My, how one year can change things.
At the end of last season, the Big 12 was considered by many to be best in college football, based of it's top-to-bottom depth and the insane amount of firepower in the South Division.
I can hear the SEC fans complaining already: But Florida won the National Championship over Oklahoma, your conference champion! Ah, but what about Texas, the team that beat OU but was denied a shot because of the Big 12's ridiculous tiebreaker policy? Who knows for sure if the Gators would have beaten the Longhorns?
In addition to Texas and Oklahoma (12 wins each), you also had Texas Tech at 11-2, Missouri at 10-4, Nebraska and Oklahoma State both at 9-4, and even Kansas finished 8-5.
It would be one thing if only the Big 12 North sucked. I mean, after all, people are used to that. But for whatever reason, this year the South has been dragged down as well.
Oklahoma, for so long one of the sure things in the top 10, has stumbled to a 5-4 record and is in danger of matching the worst season of the Bob Stoops era, when he went 7-5 in his first season in Norman.
Texas Tech, while no slouch at 6-3, stood no chance of matching last year's storybook season, when Michael Crabtree and Graham Harrell launched them to the best record in school history.
To it's credit, Oklahoma State is still playing well. Sure, people were quick to dismiss them as overrated when they lost to Houston, but it warrants mentioning that the Cougars are 8-1 and ranked 12th in the nation. OSU's only other loss is to the undefeated Longhorns.
Once again, the stench that accompanies any "Big 12 stinks" argument is yet again emanating from the North Division. The leader of the division, the Kansas State Wildcats, are a stout 6-4, with one of those losses coming to Louisiana- Lafayette.
Not surprisingly, the bulk of their wins have come against their equally-hapless competition in the North.
Missouri, the winner of the division the past two years, is currently 5-4, with all four of those losses coming against fellow Big 12 members, which is the exact same situation that the Kansas Jayhawks find themselves in.
Nobody is even sure that Colorado is still fielding a division I football team, what with most of his team apparently opting to play the intramurals that coach Dan Hawkins so famously condescended a couple years back.

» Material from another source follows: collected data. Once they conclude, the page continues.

//! HTTP server lifecycle management.
//!
//! [`start_server`] binds to the configured address and serves until
//! Ctrl-C or SIGTERM. [`serve`] takes an already-bound listener and an
//! arbitrary shutdown future, which is what tests use.

use std::future::Future;
use std::net::SocketAddr;
use std::sync::Arc;

use tokio::net::TcpListener;
use tracing::info;

use crate::router::build_router;
use crate::state::AppState;

/// Configuration for the HTTP server.
#[derive(Debug, Clone)]
pub struct ServerConfig {
    /// The host address to bind to (e.g. `0.0.0.0`).
    pub host: String,
    /// The TCP port to listen on.
    pub port: u16,
}

impl ServerConfig {
    /// Parse `host:port` into a socket address.
    ///
    /// # Errors
    ///
    /// Returns [`ServerError::Bind`] if the address is not valid.
    pub fn socket_addr(&self) -> Result<SocketAddr, ServerError> {
        format!("{}:{}", self.host, self.port)
            .parse()
            .map_err(|e| ServerError::Bind(format!("invalid address: {e}")))
    }
}

impl Default for ServerConfig {
    fn default() -> Self {
        Self {
            host: String::from("0.0.0.0"),
            port: 8000,
        }
    }
}

/// Start the HTTP server and run until a shutdown signal arrives.
///
/// In-flight requests are allowed to finish before this returns.
///
/// # Errors
///
/// Returns an error if the TCP listener cannot bind or the server
/// encounters a fatal I/O error.
pub async fn start_server(config: &ServerConfig, state: Arc<AppState>) -> Result<(), ServerError> {
    let addr = config.socket_addr()?;

    let listener = TcpListener::bind(addr)
        .await
        .map_err(|e| ServerError::Bind(format!("bind failed on {addr}: {e}")))?;

    info!(%addr, backend = state.store.name(), "Call log API listening");

    serve(listener, state, shutdown_signal()).await
}

/// Serve the API on `listener` until `shutdown` resolves.
///
/// # Errors
///
/// Returns [`ServerError::Serve`] if the server fails.
pub async fn serve<F>(listener: TcpListener, state: Arc<AppState>, shutdown: F) -> Result<(), ServerError>
where
    F: Future<Output = ()> + Send + 'static,
{
    axum::serve(listener, build_router(state))
        .with_graceful_shutdown(shutdown)
        .await
        .map_err(|e| ServerError::Serve(format!("serve error: {e}")))?;

    info!("Call log API stopped");
    Ok(())
}

/// Resolve when the process receives Ctrl-C or, on Unix, SIGTERM.
pub async fn shutdown_signal() {
    let ctrl_c = async {
        if let Err(e) = tokio::signal::ctrl_c().await {
            tracing::error!(error = %e, "Failed to listen for Ctrl-C");
            std::future::pending::<()>().await;
        }
    };

    #[cfg(unix)]
    let terminate = async {
        match tokio::signal::unix::signal(tokio::signal::unix::SignalKind::terminate()) {
            Ok(mut signal) => {
                signal.recv().await;
            }
            Err(e) => {
                tracing::error!(error = %e, "Failed to listen for SIGTERM");
                std::future::pending::<()>().await;
            }
        }
    };

    #[cfg(not(unix))]
    let terminate = std::future::pending::<()>();

    tokio::select! {
        () = ctrl_c => {},
        () = terminate => {},
    }

    info!("Shutdown signal received, draining connections");
}

/// Errors that can occur when starting or running the server.
#[derive(Debug, thiserror::Error)]
pub enum ServerError {
    /// Failed to bind to the network address.
    #[error("bind error: {0}")]
    Bind(String),

    /// The server encountered a fatal error while serving.
    #[error("serve error: {0}")]
    Serve(String),
}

And Nebraska, despite having a defense ranked #2 in the nation in scoring defense and being led by probable #1 NFL draft pick Ndamukong Suh, has managed only a 6-3 record in a year many hoped it would help balance the scales away from the South.
Me being a Nebraska fan, I have to mention that the Huskers are two plays away from being 8-1 right now: a blown coverage at Virginia Tech and any one of the 4 fumbles inside the five yard-line against Iowa State. That will happen when you have an offense ranked 84th in the country.

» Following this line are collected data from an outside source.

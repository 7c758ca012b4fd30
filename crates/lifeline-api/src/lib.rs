//! HTTP API for the Lifeline emergency call log.
//!
//! This crate provides an Axum HTTP server that exposes:
//!
//! - **`POST /emergency-calls/`** to log a call attempt. Open to
//!   unauthenticated callers: an emergency call must always be recordable.
//! - **`GET /call-history/`** returning every logged call, newest first.
//! - **`GET /operator/call-history/`** the same history filtered by
//!   outcome and time window, for authenticated operators.
//! - **`GET /healthz`** for load balancer probes.
//!
//! # Request flow
//!
//! ```text
//! client -> handler -> CallPayload::from_json (decode + validation) -> CallStore -> database
//! ```
//!
//! Caller identity comes from the authentication gateway in front of the
//! service (see [`identity`]); it is never read from the request body.

pub mod error;
pub mod handlers;
pub mod identity;
pub mod router;
pub mod server;
pub mod state;

// Re-export primary types for convenience.
pub use error::ApiError;
pub use identity::{CallerIdentity, IDENTITY_HEADER};
pub use router::build_router;
pub use server::{ServerConfig, ServerError, serve, shutdown_signal, start_server};
pub use state::AppState;
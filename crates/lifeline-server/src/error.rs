//! Error types for the server binary.
//!
//! [`AppError`] is the top-level error type that wraps every failure mode
//! during startup and serving.

/// Top-level error for the server binary.
///
/// Each variant wraps a specific subsystem error, providing a single
/// error type that `main` can propagate with `?`.
#[derive(Debug, thiserror::Error)]
pub enum AppError {
    /// Configuration loading failed.
    #[error("config error: {source}")]
    Config {
        /// The underlying config error.
        #[from]
        source: crate::config::ConfigError,
    },

    /// The record store could not be opened or migrated.
    #[error("store error: {source}")]
    Store {
        /// The underlying database error.
        #[from]
        source: lifeline_db::DbError,
    },

    /// The HTTP server failed to bind or serve.
    #[error("server error: {source}")]
    Server {
        /// The underlying server error.
        #[from]
        source: lifeline_api::ServerError,
    },

    /// The tracing subscriber could not be installed.
    #[error("logging error: {message}")]
    Logging {
        /// Description of the logging failure.
        message: String,
    },
}
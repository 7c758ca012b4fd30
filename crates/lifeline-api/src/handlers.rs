//! REST API endpoint handlers.
//!
//! # Endpoints
//!
//! | Method | Path | Description |
//! |--------|------|-------------|
//! | `POST` | `/emergency-calls/` | Log a call (open to anonymous callers) |
//! | `GET` | `/call-history/` | All calls, newest first |
//! | `GET` | `/operator/call-history/` | Calls filtered by outcome and time window |
//! | `GET` | `/healthz` | Store reachability probe |

use std::sync::Arc;

use axum::Json;
use axum::extract::rejection::{JsonRejection, QueryRejection};
use axum::extract::{Query, State};
use axum::http::StatusCode;
use axum::response::IntoResponse;
use lifeline_types::{CallFilter, CallPayload, EmergencyCall};
use serde_json::Value;

use crate::error::ApiError;
use crate::identity::CallerIdentity;
use crate::state::AppState;

/// Confirmation returned after a call has been logged.
pub const CREATED_MESSAGE: &str = "Emergency call logged successfully";

// ---------------------------------------------------------------------------
// POST /emergency-calls/ -- log a call
// ---------------------------------------------------------------------------

/// Validate the payload, attach the caller's identity if there is one,
/// and store the call.
///
/// The body is decoded as plain JSON first and then read field by field,
/// so a bad value is reported under its own key. Responds
/// `201 {"message": ...}` without echoing the record, or `400` with
/// field-level errors.
pub async fn create_call(
    State(state): State<Arc<AppState>>,
    identity: CallerIdentity,
    body: Result<Json<Value>, JsonRejection>,
) -> Result<impl IntoResponse, ApiError> {
    let Json(body) = body?;
    let payload = CallPayload::from_json(&body).map_err(ApiError::Validation)?;
    let new_call = payload.into_new_call(identity.user_id())?;
    state.store.create(&new_call).await?;

    Ok((
        StatusCode::CREATED,
        Json(serde_json::json!({ "message": CREATED_MESSAGE })),
    ))
}

// ---------------------------------------------------------------------------
// GET /call-history/ -- list calls
// ---------------------------------------------------------------------------

/// Return every logged call, most recent first.
///
/// Public unless the deployment enables
/// [`AppState::history_requires_identity`].
pub async fn list_calls(
    State(state): State<Arc<AppState>>,
    identity: CallerIdentity,
) -> Result<Json<Vec<EmergencyCall>>, ApiError> {
    if state.history_requires_identity && !identity.is_authenticated() {
        return Err(ApiError::Unauthorized(String::from(
            "call history requires an authenticated caller",
        )));
    }

    let calls = state.store.list_all().await?;
    Ok(Json(calls))
}

// ---------------------------------------------------------------------------
// GET /operator/call-history/ -- filtered review
// ---------------------------------------------------------------------------

/// Operator review of the history. Always requires an authenticated
/// caller, whatever the public history policy is.
///
/// # Query Parameters
///
/// - `call_success`: `true` | `false` (default: both)
/// - `since`: RFC 3339 instant, inclusive
/// - `until`: RFC 3339 instant, exclusive
pub async fn list_operator_calls(
    State(state): State<Arc<AppState>>,
    identity: CallerIdentity,
    filter: Result<Query<CallFilter>, QueryRejection>,
) -> Result<Json<Vec<EmergencyCall>>, ApiError> {
    if !identity.is_authenticated() {
        return Err(ApiError::Unauthorized(String::from(
            "operator history requires an authenticated caller",
        )));
    }

    let Query(filter) = filter?;
    let inverted = filter
        .since
        .zip(filter.until)
        .is_some_and(|(since, until)| since > until);
    if inverted {
        return Err(ApiError::InvalidQuery(String::from(
            "`since` must not be later than `until`",
        )));
    }

    let calls = state.store.list_filtered(&filter).await?;
    Ok(Json(calls))
}

// ---------------------------------------------------------------------------
// GET /healthz -- liveness
// ---------------------------------------------------------------------------

/// Report whether the record store is reachable.
pub async fn healthz(State(state): State<Arc<AppState>>) -> Result<impl IntoResponse, ApiError> {
    state.store.ping().await.map_err(|e| {
        tracing::warn!(error = %e, backend = state.store.name(), "Health check failed");
        ApiError::Unavailable(String::from("record store unreachable"))
    })?;

    Ok(Json(serde_json::json!({
        "status": "ok",
        "store": state.store.name(),
    })))
}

Unfortunately, there's that familiar saying about excuses: They're like assholes, and everbody's got one.
And so no matter what kind of way I break down the schedules, no matter how much I extrapolate on the parity in the Big 12, it can't distract from a terrifying reality: The Big 12 has become the Big 10 West, a conference that simply beats itself up until there's only one relevant team, and the rest, no matter what admirable traits they may possess, simply aren't that good.
I guess if there's one thing Big 12 backers can take solace in, it's that unlike the Big 10, at least we don't get massacred in our bowl games.